SEATTLE — The U.S. Border Patrol has quietly stopped its controversial practice of routinely searching buses, trains and airports for illegal immigrants at transportation hubs along the northern border and in the nation’s interior, preventing agents from using what had long been an effective tool for tracking down people here illegally, The Associated Press has learned.

Current and former Border Patrol agents said field offices around the country began receiving the order last month — soon after the Obama administration announced that to ease an overburdened immigration system, it would let many undocumented people stay in the country while it focuses on deporting those who have committed crimes.

The routine bus, train and airport checks typically involved agents milling about and questioning people who appear suspicious, and had long been criticized by rights groups. Critics said the tactic amounted to racial profiling and violated the civil liberties of travelers.

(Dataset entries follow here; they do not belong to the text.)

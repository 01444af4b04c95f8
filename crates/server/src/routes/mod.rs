//! HTTP route handlers.
//!
//! # Route Structure
//!
//! ```text
//! GET  /                              - Redirect to the customer list
//! GET  /health                        - Liveness check
//! GET  /health/ready                  - Database readiness check
//!
//! # Customer API (JSON)
//! GET    /api/customer/               - All customers
//! GET    /api/customer/{id}           - One customer
//! DELETE /api/customer/delete/{id}    - Delete customer
//! POST   /api/customer/post           - Create (query parameters)
//! POST   /api/customer/search         - Search by name/email
//! POST   /api/customer/setStats       - Replace an order-history entry
//!
//! # Joke API (JSON)
//! GET  /api/jokes/                    - All jokes
//! PUT  /api/jokes/like/{id}           - Increment haha
//! PUT  /api/jokes/jeer/{id}           - Increment boohoo
//!
//! # Customer views (HTML)
//! GET  /mvc/customer/read             - Customer table
//! GET  /mvc/customer/create           - Create form
//! POST /mvc/customer/create           - Create action
//! GET  /mvc/customer/update/{id}      - Update form
//! POST /mvc/customer/update/{id}      - Update action
//! GET  /mvc/customer/delete/{id}      - Delete, then redirect to the table
//! GET  /mvc/customer/search           - Search page (?term=)
//!
//! # Auth
//! GET  /login                         - Login page
//! POST /login                         - Login action
//! POST /logout                        - Logout action
//! ```

pub mod api;
pub mod auth;
pub mod customers;

use axum::{
    Router,
    response::Redirect,
    routing::{get, post},
};

use crate::state::AppState;

/// Create the customer view routes router.
pub fn customer_view_routes() -> Router<AppState> {
    Router::new()
        .route("/read", get(customers::read))
        .route(
            "/create",
            get(customers::create_form).post(customers::create),
        )
        .route(
            "/update/{id}",
            get(customers::update_form).post(customers::update),
        )
        .route("/delete/{id}", get(customers::delete))
        .route("/search", get(customers::search))
}

/// Create the auth routes router.
pub fn auth_routes() -> Router<AppState> {
    Router::new()
        .route("/login", get(auth::login_page).post(auth::login))
        .route("/logout", post(auth::logout))
}

/// Create all application routes.
pub fn routes() -> Router<AppState> {
    Router::new()
        .route("/", get(|| async { Redirect::to("/mvc/customer/read") }))
        .merge(api::customer_routes())
        .merge(api::joke_routes())
        .nest("/mvc/customer", customer_view_routes())
        .merge(auth_routes())
}
//! Application state shared across handlers.

use std::sync::Arc;

use sqlx::PgPool;

use crate::config::ServerConfig;
use crate::services::{CustomerService, JokeService};

/// Application state shared across all handlers.
///
/// This struct is cheaply cloneable via `Arc` and provides access to
/// shared resources like database connections and configuration.
#[derive(Clone)]
pub struct AppState {
    inner: Arc<AppStateInner>,
}

struct AppStateInner {
    config: ServerConfig,
    pool: PgPool,
}

impl AppState {
    /// Create a new application state.
    #[must_use]
    pub fn new(config: ServerConfig, pool: PgPool) -> Self {
        Self {
            inner: Arc::new(AppStateInner { config, pool }),
        }
    }

    /// Get a reference to the server configuration.
    #[must_use]
    pub fn config(&self) -> &ServerConfig {
        &self.inner.config
    }

    /// Get a reference to the database connection pool.
    #[must_use]
    pub fn pool(&self) -> &PgPool {
        &self.inner.pool
    }

    /// Customer service borrowing the shared pool.
    #[must_use]
    pub fn customers(&self) -> CustomerService<'_> {
        CustomerService::new(self.pool())
    }

    /// Joke service borrowing the shared pool.
    #[must_use]
    pub fn jokes(&self) -> JokeService<'_> {
        JokeService::new(self.pool())
    }
}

But agents said it was an effective way to catch unlawful immigrants, including smugglers and possible terrorists, who had evaded detection at the border, as well as people who had overstayed their visas. Often, those who evade detection head quickly for the nearest mass public transit in hopes of reaching other parts of the country.

Halting the practice has baffled agents, especially in stations along the northern border — from Bellingham, Wash., to Houlton, Maine — where the “transportation checks” have been the bulk of their everyday duties. The Border Patrol is authorized to check vehicles within 100 miles of the border.

The order has not been made public, but two agents described it to the AP on condition of anonymity because the government does not authorize them to address the media. The union that represents Border Patrol agents planned to issue a news release about the change Monday.

“Orders have been sent out from Border Patrol headquarters in Washington, D.C., to Border Patrol sectors nationwide that checks of transportation hubs and systems located away from the southwest border of the United States will only be conducted if there is intelligence indicating a threat,” the release says.

Those who have received the orders said, agents may still go to train and bus stations and airports if they have specific “actionable intelligence” that an illegal immigrant is there who recently entered the country.

An agent in Washington state said it’s not clear how agents are supposed to glean such intelligence, and even if they did, under the new directive they still require clearance from Washington, D.C., headquarters.

U.S. Customs and Border Protection spokesman Bill Brooks, repeatedly insisted that any shift in enforcement tactics does not amount to a change in policy as local commanders still have authority to aggressively pursue illegal immigrants near the border and at transportation hubs.

“It’s up to the local commander to position his agents the way he wants to position them. What we’ve done is gone to a risk-based posture,” he said.

Shawn Moran, vice president of the agents’ union, was outraged at the changes.

“Border Patrol managers are increasing the layers of bureaucracy and making it as difficult as possible for Border Patrol agents to conduct their core duties,” the National Border Patrol Council’s statement said. “The only risks being managed by this move are too many apprehensions, negative media attention and complaints generated by immigrant rights groups.”

The Border Patrol has dramatically beefed up its staffing in the decade since Sept. 11, 2001, doubling to more than 20,000 agents nationally. Along the northern border, the number has jumped from about 300 in the late 1990s to more than 2,200.

Until receiving the new directive, the Bellingham office, about 25 miles from the Canadian border, kept agents at the bus-and-train station and at the local airport 24 hours a day, seven days a week. Now, the agents have little work to do, according to a Washington state-based Border Patrol agent who has been with the agency for more than 20 years.

The situation is similar in upstate New York, where an agent said that a senior manager relayed the new directive during a morning roll call last month.

Since then, instead of checking buses or trains, agents have spent shifts sitting in their vehicles gazing out at Lake Erie and Lake Ontario, where few illegal immigrants cross.

Doug Honig, spokesman for the American Civil Liberties Union of Washington state, welcomed the news.

“If the Border Patrol is indeed not boarding buses and trains and engaging in the random questioning of people, that’s a step in the right direction,” he said. “People shouldn’t be questioned by government officials when there’s no reason to believe they’ve done anything wrong.”